Friday, 27 June 2008

Communicating community


The eight or nine years I have been here doesn’t feel very long, but in that time I’ve seen the local authority abolish its network of community development workers twice. The one in place when I arrived was the victim of the budget crisis in about 2002. After a gap, a similar one was put in place with Neighbourhood Renewal Funding (NRF), a funding stream which has now also come to an end. The financial realities of providing such support are unavoidable. Nevertheless, those involved in community development work know that sustained engagement and capacity building is key, so this cycle of brief intense activity and then withdrawal is sad.

The photo is of demolition in progress this week on the Yarborough estate, the only part of the parish to be allocated a worker under both schemes. Major development to create a new Freshney Green estate continues, and some elements of other community development is in place alongside it, so all is not lost.

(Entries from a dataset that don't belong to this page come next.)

//! HTTP server setup.
//!
//! # Responsibilities
//! - Build the transform cache and route table from the loaded config
//! - Register one POST handler per route, capturing its context
//! - Wire up middleware (request logging, tracing)
//! - Serve with graceful shutdown
//!
//! # Design Decisions
//! - Handler closures capture an `Arc<RouteContext>` rather than shared
//!   mutable state; the bridge client factory is injected explicitly so
//!   tests can substitute a mock
//! - No request timeout layer here: timeout policy belongs to the bridge
//!   transport

use std::collections::HashMap;
use std::sync::Arc;

use axum::extract::{Path, Request};
use axum::routing::post;
use axum::Router;
use tokio::net::TcpListener;
use tokio::sync::broadcast;
use tower_http::trace::TraceLayer;

use crate::bridge::BridgeClientFactory;
use crate::config::LoadedConfig;
use crate::http::handler::{handle_d2c_message, RouteContext};
use crate::http::middleware::log_requests;
use crate::lifecycle::wait_for_shutdown;
use crate::routing::{BuildError, RouteTable};
use crate::transform::TransformCache;

/// HTTP server for the transform adapter.
pub struct HttpServer {
    router: Router,
}

impl HttpServer {
    /// Build the server from a loaded configuration.
    ///
    /// Compiles every configured query; a compilation failure is fatal and
    /// surfaces here, before the server ever accepts traffic.
    pub fn new(
        config: &LoadedConfig,
        new_bridge_client: BridgeClientFactory,
    ) -> Result<Self, BuildError> {
        let transforms = Arc::new(TransformCache::new());
        let table = RouteTable::build(config.routes.clone(), &transforms)?;

        tracing::info!(
            routes = table.len(),
            compiled_queries = transforms.len(),
            "Route table built"
        );

        let router = Self::build_router(&table, &transforms, new_bridge_client);
        Ok(Self { router })
    }

    /// Build the Axum router with one POST handler per route.
    fn build_router(
        table: &RouteTable,
        transforms: &Arc<TransformCache>,
        new_bridge_client: BridgeClientFactory,
    ) -> Router {
        let mut router = Router::new();

        for augmented in table.iter() {
            let ctx = Arc::new(RouteContext {
                route: augmented.clone(),
                transforms: Arc::clone(transforms),
                new_bridge_client: new_bridge_client.clone(),
            });
            let path = augmented.route.path.clone();

            router = router.route(
                &path,
                post(
                    move |path_params: Path<HashMap<String, String>>, request: Request| {
                        let ctx = Arc::clone(&ctx);
                        async move { handle_d2c_message(ctx, path_params, request).await }
                    },
                ),
            );
        }

        router
            .layer(axum::middleware::from_fn(log_requests))
            .layer(TraceLayer::new_for_http())
    }

    /// The assembled router, for driving the pipeline without a listener.
    pub fn router(&self) -> Router {
        self.router.clone()
    }

    /// Run the server, accepting connections on the given listener.
    pub async fn run(
        self,
        listener: TcpListener,
        shutdown: broadcast::Receiver<()>,
    ) -> Result<(), std::io::Error> {
        let addr = listener.local_addr()?;
        tracing::info!(address = %addr, "HTTP server starting");

        axum::serve(listener, self.router.into_make_service())
            .with_graceful_shutdown(wait_for_shutdown(shutdown))
            .await?;

        tracing::info!("HTTP server stopped");
        Ok(())
    }
}
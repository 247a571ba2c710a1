//! Configuration loading from disk.

use std::fs;
use std::path::Path;

use crate::config::schema::{AdapterConfig, BridgeConfig, ListenerConfig, ObservabilityConfig};
use crate::config::validation::{build_route, validate_routes, ValidationError};
use crate::routing::Route;

/// Error type for configuration loading.
#[derive(Debug)]
pub enum ConfigError {
    Io(std::io::Error),
    Parse(toml::de::Error),
    Validation(Vec<ValidationError>),
}

impl std::fmt::Display for ConfigError {
    fn fmt(&self, f: &mut std::fmt::Formatter<'_>) -> std::fmt::Result {
        match self {
            ConfigError::Io(e) => write!(f, "IO error: {}", e),
            ConfigError::Parse(e) => write!(f, "Parse error: {}", e),
            ConfigError::Validation(errors) => {
                write!(f, "Validation failed: ")?;
                for (i, err) in errors.iter().enumerate() {
                    if i > 0 {
                        write!(f, ", ")?;
                    }
                    write!(f, "{}", err)?;
                }
                Ok(())
            }
        }
    }
}

impl std::error::Error for ConfigError {}

/// A fully loaded and validated adapter configuration.
#[derive(Debug, Clone)]
pub struct LoadedConfig {
    pub listener: ListenerConfig,
    pub bridge: BridgeConfig,
    pub observability: ObservabilityConfig,
    pub routes: Vec<Route>,
}

/// Load and validate an adapter configuration from a TOML file.
///
/// `transform_file` references are read relative to the config file's
/// directory and replace the inline query text.
pub fn load_config(path: &Path) -> Result<LoadedConfig, ConfigError> {
    let content = fs::read_to_string(path).map_err(ConfigError::Io)?;
    let config: AdapterConfig = toml::from_str(&content).map_err(ConfigError::Parse)?;
    let config_dir = path.parent().unwrap_or_else(|| Path::new("."));

    validate_routes(&config.routes).map_err(ConfigError::Validation)?;

    let mut routes = Vec::with_capacity(config.routes.len());
    for raw in &config.routes {
        let transform = match &raw.transform_file {
            Some(file) if !file.is_empty() => {
                Some(fs::read_to_string(config_dir.join(file)).map_err(ConfigError::Io)?)
            }
            _ => raw.transform.clone(),
        };
        routes.push(build_route(raw, transform).map_err(|e| ConfigError::Validation(vec![e]))?);
    }

    Ok(LoadedConfig {
        listener: config.listener,
        bridge: config.bridge,
        observability: config.observability,
        routes,
    })
}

The NRF funded work with which I was involved was the provision of a community magazine centred on each of its target areas (and delivered to every house in and around it). A Community Press Office (now CPO Media) was created and quickly established a significant reputation both in quality and in involving local people. The end of NRF has removed the ability to finance the range of very locally based magazines, but this week three new publications (one each for Cleethorpes, Grimsby and Immingham) will be beginning to drop through doors for which the total distribution will actually be larger than before. Proper market research and the recruitment of a fresh tranche of often younger volunteers also means the Insight magazines have a quite different feel and style.

Somehow I managed to migrate from just helping with the magazine centred on the Yarborough estate to also chairing CPO’s Board of Directors. We met again this week and, after so much planning, were delighted to see the new magazines and discuss where this is all going. The staff have had to work extraordinarily hard to achieve this fresh start with old and new volunteers, and serious work continues to secure the funding needed to ensure the reshaped project’s future, so it is a privilege to remain along side and support what they are seeking to do.